Genetics of Asthma

Asthma runs strongly in families and has a heritability rate of up to 60%. Genetic studies offer a structured means for understanding the causes of asthma and for identifying targets of treatment for the syndrome. As with studies of other common complex diseases, genetic studies of asthma have led to considerable advances in the understanding of this disease. Genome‐wide association studies have greatly advanced the identification of the most important genes predisposing individuals to airway diseases. Several genes act in pathways that communicate the presence of epithelial damage to the adaptive immune system ; identification of these genes has provided a new focus for the development of effective therapies. Genetic findings have also led to a reassessment of the primacy of atopy in asthma and eczema (atopic dermatitis) ; these findings indicate that atopy is secondary to epithelial damage or other events in both diseases. Despite these advances, only a small component of the overall genetic contribution to asthma has been identified.
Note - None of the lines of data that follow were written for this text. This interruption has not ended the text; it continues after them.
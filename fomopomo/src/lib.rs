#![cfg_attr(docsrs, feature(doc_cfg))]

//! Focus-time core for the Fomopomo Pomodoro timer.
//!
//! Two independent pieces live here:
//!
//! - [`ElapsedTracker`], a running/paused elapsed-seconds counter. While
//!   running, the value is recomputed from a fixed anchor instant on every
//!   [`sample`](ElapsedTracker::sample), so throttled or skipped refresh
//!   ticks never make it drift.
//! - [`day`], which maps timestamps onto logical days that begin at 05:00
//!   local time instead of midnight.
//!
//! With the `ticker` feature (on by default) a small tokio task can
//! re-sample a shared tracker at a fixed interval and push the value to a
//! [`DisplaySink`].
//!
//! ```
//! use fomopomo::{ElapsedTracker, NoopSink, SystemClock};
//!
//! let mut tracker = ElapsedTracker::new(SystemClock, NoopSink);
//! tracker.start().unwrap();
//! assert!(tracker.is_running());
//! let elapsed = tracker.pause().unwrap();
//! assert_eq!(tracker.sample(), elapsed);
//! ```

#[macro_use]
mod macros;

pub mod clock;
pub mod config;
pub mod day;
pub mod display;
pub mod error;
pub mod status;
pub mod tracker;

cfg_ticker! {
    pub mod ticker;
}

pub use clock::{Clock, SystemClock};
pub use config::TimerConfig;
pub use day::{DayBoundary, LogicalDay, RESET_HOUR};
pub use display::{format_elapsed, DisplaySink};
pub use error::{ConfigError, TrackerError};
pub use status::{NoopSink, Status, StatusSink, StatusUpdate, TracingSink};
pub use tracker::{ElapsedTimerState, ElapsedTracker, SharedTracker};

cfg_test_util! {
    pub use clock::ManualClock;
}

cfg_ticker! {
    pub use error::TickerError;
}
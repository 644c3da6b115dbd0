macro_rules! cfg_ticker {
    ($($item:item)*) => {
        $(
            #[cfg(feature = "ticker")]
            #[cfg_attr(docsrs, doc(cfg(feature = "ticker")))]
            $item
        )*
    }
}

macro_rules! cfg_test_util {
    ($($item:item)*) => {
        $(
            #[cfg(any(test, feature = "test-util"))]
            #[cfg_attr(docsrs, doc(cfg(feature = "test-util")))]
            $item
        )*
    }
}
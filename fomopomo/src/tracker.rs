//! Drift-free elapsed-time tracking.
//!
//! A naive stopwatch adds the refresh interval to a counter on every tick,
//! which falls behind whenever the host throttles or delays those ticks. The
//! tracker here stores an anchor instant instead: while running, elapsed
//! time is `now - anchor`, recomputed on every [`ElapsedTracker::sample`].
//! Pausing folds the running span into `accumulated_seconds`, and resuming
//! places a fresh anchor `accumulated_seconds` before `now`.

use std::sync::Arc;
use std::time::Duration;

use chrono::{DateTime, TimeDelta, Utc};
use parking_lot::Mutex;
use tracing::{debug, warn};

use crate::clock::Clock;
use crate::error::TrackerError;
use crate::status::{StatusSink, StatusUpdate};

/// A tracker shared between its owner and a ticker task.
pub type SharedTracker<C, S> = Arc<Mutex<ElapsedTracker<C, S>>>;

/// A point-in-time copy of a tracker's state.
#[derive(Debug, Clone, PartialEq, Eq)]
pub struct ElapsedTimerState {
    /// Total elapsed seconds at the last pause, or at start.
    pub accumulated_seconds: u64,
    pub running: bool,
    /// Set while running.
    pub anchor: Option<DateTime<Utc>>,
    pub task_label: Option<String>,
}

#[derive(Debug, Clone, Copy, PartialEq, Eq)]
enum Phase {
    Paused,
    Running { anchor: DateTime<Utc> },
}

/// A running or paused elapsed-seconds counter.
///
/// Not safe for concurrent mutation; wrap it in a [`SharedTracker`] to hand
/// read access to a ticker. Independent sessions each need their own
/// tracker.
#[derive(Debug)]
pub struct ElapsedTracker<C, S> {
    clock: C,
    sink: S,
    accumulated_seconds: u64,
    phase: Phase,
    task_label: Option<String>,
}

impl<C: Clock, S: StatusSink> ElapsedTracker<C, S> {
    /// Creates a paused tracker at zero.
    pub fn new(clock: C, sink: S) -> ElapsedTracker<C, S> {
        ElapsedTracker {
            clock,
            sink,
            accumulated_seconds: 0,
            phase: Phase::Paused,
            task_label: None,
        }
    }

    /// Starts or resumes the tracker and returns the new anchor instant.
    ///
    /// Publishes [`Status::Studying`](crate::Status::Studying) with the
    /// anchor as the start instant.
    ///
    /// # Errors
    ///
    /// Returns [`TrackerError::AlreadyRunning`] if the tracker is running.
    pub fn start(&mut self) -> Result<DateTime<Utc>, TrackerError> {
        if let Phase::Running { .. } = self.phase {
            return Err(TrackerError::AlreadyRunning);
        }

        let now = self.clock.now();
        let anchor = seconds_before(now, self.accumulated_seconds);
        self.phase = Phase::Running { anchor };
        debug!(
            %anchor,
            accumulated_seconds = self.accumulated_seconds,
            "tracker started"
        );

        self.sink
            .publish(StatusUpdate::studying(self.task_label.clone(), anchor));
        Ok(anchor)
    }

    /// Pauses the tracker and returns the elapsed seconds it committed.
    ///
    /// Publishes [`Status::Paused`](crate::Status::Paused) with that value.
    ///
    /// # Errors
    ///
    /// Returns [`TrackerError::NotRunning`] if the tracker is paused.
    pub fn pause(&mut self) -> Result<u64, TrackerError> {
        let Phase::Running { anchor } = self.phase else {
            return Err(TrackerError::NotRunning);
        };

        let elapsed = elapsed_since(anchor, self.clock.now());
        self.accumulated_seconds = elapsed;
        self.phase = Phase::Paused;
        debug!(elapsed_seconds = elapsed, "tracker paused");

        self.sink
            .publish(StatusUpdate::paused(self.task_label.clone(), elapsed));
        Ok(elapsed)
    }

    /// Returns the current elapsed seconds.
    ///
    /// While running this is `now - anchor`, clamped to zero; while paused
    /// it is the committed value. Has no side effects.
    pub fn sample(&self) -> u64 {
        match self.phase {
            Phase::Running { anchor } => elapsed_since(anchor, self.clock.now()),
            Phase::Paused => self.accumulated_seconds,
        }
    }

    /// [`sample`](Self::sample) as a `Duration`.
    pub fn elapsed(&self) -> Duration {
        Duration::from_secs(self.sample())
    }

    /// Stops the tracker and clears it back to zero.
    pub fn reset(&mut self) {
        self.phase = Phase::Paused;
        self.accumulated_seconds = 0;
        debug!("tracker reset");
    }

    /// Rehydrates a paused tracker with previously persisted elapsed time,
    /// so the next [`start`](Self::start) resumes from it.
    ///
    /// # Errors
    ///
    /// Returns [`TrackerError::AlreadyRunning`] if the tracker is running.
    pub fn restore(&mut self, accumulated_seconds: u64) -> Result<(), TrackerError> {
        if let Phase::Running { .. } = self.phase {
            return Err(TrackerError::AlreadyRunning);
        }
        self.accumulated_seconds = accumulated_seconds;
        debug!(accumulated_seconds, "tracker restored");
        Ok(())
    }

    /// Sets the label sent to the status sink with later updates.
    pub fn set_task_label(&mut self, label: Option<String>) {
        self.task_label = label;
    }

    pub fn task_label(&self) -> Option<&str> {
        self.task_label.as_deref()
    }

    pub fn is_running(&self) -> bool {
        matches!(self.phase, Phase::Running { .. })
    }

    /// The anchor instant, if running.
    pub fn anchor(&self) -> Option<DateTime<Utc>> {
        match self.phase {
            Phase::Running { anchor } => Some(anchor),
            Phase::Paused => None,
        }
    }

    pub fn state(&self) -> ElapsedTimerState {
        ElapsedTimerState {
            accumulated_seconds: self.accumulated_seconds,
            running: self.is_running(),
            anchor: self.anchor(),
            task_label: self.task_label.clone(),
        }
    }

    pub fn clock(&self) -> &C {
        &self.clock
    }

    pub fn sink(&self) -> &S {
        &self.sink
    }

    /// Wraps the tracker for sharing with a ticker.
    pub fn into_shared(self) -> SharedTracker<C, S> {
        Arc::new(Mutex::new(self))
    }
}

fn seconds_before(now: DateTime<Utc>, seconds: u64) -> DateTime<Utc> {
    i64::try_from(seconds)
        .ok()
        .and_then(TimeDelta::try_seconds)
        .and_then(|delta| now.checked_sub_signed(delta))
        .unwrap_or(DateTime::<Utc>::MIN_UTC)
}

fn elapsed_since(anchor: DateTime<Utc>, now: DateTime<Utc>) -> u64 {
    let seconds = now.signed_duration_since(anchor).num_seconds();
    u64::try_from(seconds).unwrap_or_else(|_| {
        warn!(%anchor, %now, "clock moved behind the anchor instant, clamping to zero");
        0
    })
}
This missing heritability may be due to multiple genes of small effects (polygenes), rare highly penetrant mutations, or epigenetic modifications of gene function. Further work is necessary to understand the biological consequences of the known susceptibility variants ; the most immediate challenge in this field is the systematic analysis of the precise functions of these genes in the pathogenesis of asthma. Detailed functional dissection of the roles of these genes in asthma will point the way to new therapies for the disease.